The Associated Press


Identifying himself as "Rev. Hamhock," this Rainbow Family volunteer prepares grilled chicken for lunch in Waveland.

WAVELAND - Today, a relief worker with abundant tattoos has decided to wear a flowery orange dress, the sleeveless cut showing off his meaty arms.

As he walks by, a middle-aged Methodist from Kentucky continues handing out teddy bears to hurricane victims without missing a beat. A retired Episcopal priest looks up from the crates of donated food and grins at the man's frock.

"Oh," the priest says. "That's just wonderful."

At the New Waveland Cafe, a combination soup kitchen, donation depot and medical clinic for survivors of Hurricane Katrina, volunteer groups of God-fearing churchgoers and free-spirit hippies have formed a bond - a result, they say, of working together toward the greater good.

"It's an unlikely alliance," says a 28-year-old volunteer from Santa Cruz, Calif., known simply as "Moonflower."

The relief center, formed shortly after Katrina flattened this small, coastal city, is run by volunteers from several churches and several people associated with the Rainbow Family, a "dis-organization" of self-described hippies who gather annually in a national forest to pray for world peace.

Community members have embraced the eclectic volunteers and come to depend on them not just for food, but much-needed comic relief.
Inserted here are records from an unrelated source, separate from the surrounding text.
//! Error types raised while loading the content catalogue.
#![forbid(unsafe_code)]

use camino::Utf8PathBuf;
use thiserror::Error;

/// Errors raised while reading or decoding catalogue files.
#[derive(Debug, Error)]
pub enum CatalogueError {
    /// Reading a catalogue file failed.
    #[error("failed to read catalogue file at {path}")]
    Read {
        /// Location of the unreadable file.
        path: Utf8PathBuf,
        /// Source error from std I/O.
        #[source]
        source: std::io::Error,
    },
    /// Decoding a catalogue file failed.
    #[error("failed to parse catalogue file at {path}")]
    Parse {
        /// Location of the malformed file.
        path: Utf8PathBuf,
        /// Source error from `serde_json`.
        #[source]
        source: serde_json::Error,
    },
}
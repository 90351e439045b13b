//! Great-circle travel estimates for map display.
//!
//! Distances come from the `geo` crate's Haversine measure. Walk and drive
//! times are coarse editorial estimates (12 min/km on foot, 2 min/km by
//! car) shown only where they make sense: walking under 2 km, driving from
//! 1 km.

use geo::{Coord, Distance, Haversine, Point};

const METRES_PER_KM: f64 = 1000.0;
const WALK_MINUTES_PER_KM: f64 = 12.0;
const DRIVE_MINUTES_PER_KM: f64 = 2.0;
/// Walking times are only shown below this distance.
const WALK_LIMIT_KM: f64 = 2.0;
/// Driving times are only shown from this distance.
const DRIVE_FLOOR_KM: f64 = 1.0;

/// Distance between two points with display-ready travel times.
///
/// # Examples
/// ```
/// use coveside_core::TravelEstimate;
///
/// let estimate = TravelEstimate::from_km(0.85);
/// assert_eq!(estimate.display(), "850m");
/// assert_eq!(estimate.walk_minutes, Some(10));
/// assert_eq!(estimate.drive_minutes, None);
/// ```
#[derive(Debug, Clone, Copy, PartialEq)]
#[cfg_attr(feature = "serde", derive(serde::Serialize, serde::Deserialize))]
pub struct TravelEstimate {
    /// Great-circle distance in kilometres.
    pub km: f64,
    /// Estimated walking time in minutes, for short distances.
    pub walk_minutes: Option<u32>,
    /// Estimated driving time in minutes, for longer distances.
    pub drive_minutes: Option<u32>,
}

impl TravelEstimate {
    /// Estimate travel between two WGS84 coordinates.
    ///
    /// # Examples
    /// ```
    /// use geo::Coord;
    /// use coveside_core::TravelEstimate;
    ///
    /// let town = Coord { x: 149.7587, y: -37.5578 };
    /// let estimate = TravelEstimate::between(town, town);
    /// assert_eq!(estimate.km, 0.0);
    /// ```
    #[must_use]
    #[expect(
        clippy::float_arithmetic,
        reason = "haversine output converts metres to kilometres"
    )]
    pub fn between(origin: Coord<f64>, destination: Coord<f64>) -> Self {
        let metres = Haversine.distance(Point::from(origin), Point::from(destination));
        Self::from_km(metres / METRES_PER_KM)
    }

    /// Build an estimate from a known distance in kilometres.
    ///
    /// Negative input is treated as zero.
    #[must_use]
    #[expect(
        clippy::float_arithmetic,
        clippy::cast_possible_truncation,
        clippy::cast_sign_loss,
        reason = "travel times round small non-negative distances to whole minutes"
    )]
    pub fn from_km(km: f64) -> Self {
        let km = km.max(0.0);
        let walk_minutes = (km < WALK_LIMIT_KM).then(|| (km * WALK_MINUTES_PER_KM).round() as u32);
        let drive_minutes =
            (km >= DRIVE_FLOOR_KM).then(|| (km * DRIVE_MINUTES_PER_KM).round() as u32);
        Self {
            km,
            walk_minutes,
            drive_minutes,
        }
    }

    /// Format the distance for display: metres under 1 km, otherwise
    /// kilometres with one decimal.
    #[must_use]
    #[expect(
        clippy::float_arithmetic,
        clippy::cast_possible_truncation,
        clippy::cast_sign_loss,
        reason = "display rounds a non-negative distance to coarse units"
    )]
    pub fn display(&self) -> String {
        if self.km < 1.0 {
            format!("{}m", (self.km * METRES_PER_KM).round() as u32)
        } else {
            format!("{:.1}km", self.km)
        }
    }
}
"I had someone ask me, you know, 'Hancock County, Mississippi, it's really conservative ... How did you guys break in?' I said, 'It's conservative? I hadn't noticed,"' says Clovis Siemon, 25, of Viroqua, Wis., one of the first hippies to arrive in Waveland. "Everyone has a common mission and goal, so all the barriers ... go away."

How the operation came to be is a complex tale, says Pete Jones, a church volunteer. Shortly after Katrina demolished Waveland, some evacuees began arriving in Bastrop, Tex. Concerned local church members hopped in their pickup trucks and headed east with food, water and charcoal grills.

They landed in Waveland and set up a tent in a parking lot across the street from the gutted police station.

Locals heard the volunteers and began emerging from the surrounding woods, many naked after the hurricane literally ripped their clothes off.